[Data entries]
::::::

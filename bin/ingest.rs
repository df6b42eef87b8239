use anyhow::{anyhow, Context};
use clap::{Arg, ArgMatches, Command};
use record_ingest::{
    ingest_upload, list_records, IngestConfig, JsonlStore, ListReply, UploadReply, UploadedFile,
};
use std::path::{Path, PathBuf};
use std::process::ExitCode;
use tracing_subscriber::EnvFilter;

fn cli() -> Command {
    let store = Arg::new("store")
        .long("store")
        .help("JSON-lines file records are written to and listed from")
        .value_parser(clap::value_parser!(PathBuf))
        .required(true);

    Command::new("record-ingest")
        .subcommand_required(true)
        .subcommand(
            Command::new("upload")
                .about("Ingest a record file as if it had been uploaded")
                .arg(
                    Arg::new("path")
                        .long("path")
                        .value_parser(clap::value_parser!(PathBuf))
                        .required(true),
                )
                .arg(store.clone())
                .arg(
                    Arg::new("batch-size")
                        .long("batch-size")
                        .value_parser(clap::value_parser!(usize))
                        .default_value("1000"),
                )
                .arg(
                    Arg::new("charset")
                        .long("charset")
                        .help("Charset label when the file is not UTF-8, e.g. latin1"),
                )
                .arg(
                    Arg::new("content-type")
                        .long("content-type")
                        .help("Upload content type, e.g. text/csv; charset=utf-16le"),
                )
                .arg(
                    Arg::new("content-encoding")
                        .long("content-encoding")
                        .help("gzip or zstd; otherwise sniffed from the extension"),
                )
                .arg(
                    Arg::new("max-line-length")
                        .long("max-line-length")
                        .value_parser(clap::value_parser!(usize)),
                ),
        )
        .subcommand(
            Command::new("list")
                .about("Print the first stored records")
                .arg(store),
        )
}

#[tokio::main]
async fn main() -> anyhow::Result<ExitCode> {
    // stdout carries the reply, logs go to stderr
    tracing_subscriber::fmt()
        .with_env_filter(
            EnvFilter::try_from_default_env().unwrap_or_else(|_| EnvFilter::new("info")),
        )
        .with_writer(std::io::stderr)
        .init();

    let matches = cli().get_matches();
    let (status, body) = match matches.subcommand() {
        Some(("upload", sub)) => upload(sub).await?,
        Some(("list", sub)) => list(sub).await?,
        _ => return Err(anyhow!("unknown subcommand")),
    };

    println!("{body}");
    Ok(if status < 400 {
        ExitCode::SUCCESS
    } else {
        ExitCode::FAILURE
    })
}

async fn upload(args: &ArgMatches) -> anyhow::Result<(u16, String)> {
    let source = args
        .get_one::<PathBuf>("path")
        .ok_or_else(|| anyhow!("--path is required"))?;
    let store = JsonlStore::new(store_path(args)?);

    let mut config = IngestConfig::default().with_batch_size(
        args.get_one::<usize>("batch-size")
            .copied()
            .unwrap_or(record_ingest::DEFAULT_BATCH_SIZE),
    );
    if let Some(label) = args.get_one::<String>("charset") {
        config = config
            .with_charset_label(label)
            .ok_or_else(|| anyhow!("unknown charset label: {label}"))?;
    }
    if let Some(max) = args.get_one::<usize>("max-line-length") {
        config = config.with_max_line_length(*max);
    }

    // The pipeline deletes its input, so hand it a staged copy.
    let staged = stage_copy(source).await?;
    let mut upload = UploadedFile::new(staged);
    if let Some(name) = source.file_name().and_then(|s| s.to_str()) {
        upload = upload.with_original_name(name);
    }
    if let Some(ct) = args.get_one::<String>("content-type") {
        upload = upload.with_content_type(ct.as_str());
    }
    if let Some(ce) = args.get_one::<String>("content-encoding") {
        upload = upload.with_content_encoding(ce.as_str());
    }

    let reply = UploadReply::from(ingest_upload(&store, Some(&upload), &config).await);
    Ok((reply.status(), serde_json::to_string_pretty(&reply)?))
}

async fn list(args: &ArgMatches) -> anyhow::Result<(u16, String)> {
    let store = JsonlStore::new(store_path(args)?);
    let reply = ListReply::from(list_records(&store).await);
    Ok((reply.status(), serde_json::to_string_pretty(&reply)?))
}

fn store_path(args: &ArgMatches) -> anyhow::Result<PathBuf> {
    args.get_one::<PathBuf>("store")
        .cloned()
        .ok_or_else(|| anyhow!("--store is required"))
}

async fn stage_copy(source: &Path) -> anyhow::Result<PathBuf> {
    let staged = tempfile::Builder::new()
        .prefix("upload-")
        .tempfile()
        .context("creating temporary upload")?;
    // keep the file on disk; ingest_upload owns its removal
    let (_file, path) = staged.keep().context("keeping temporary upload")?;
    tokio::fs::copy(source, &path)
        .await
        .with_context(|| format!("staging {}", source.display()))?;
    Ok(path)
}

::::::

» EXERCISE INSTRUCTIONS
What is needed here is one number: how many lines of the entries hold the string "ListReply".

» RESULT FOR THIS EXERCISE
2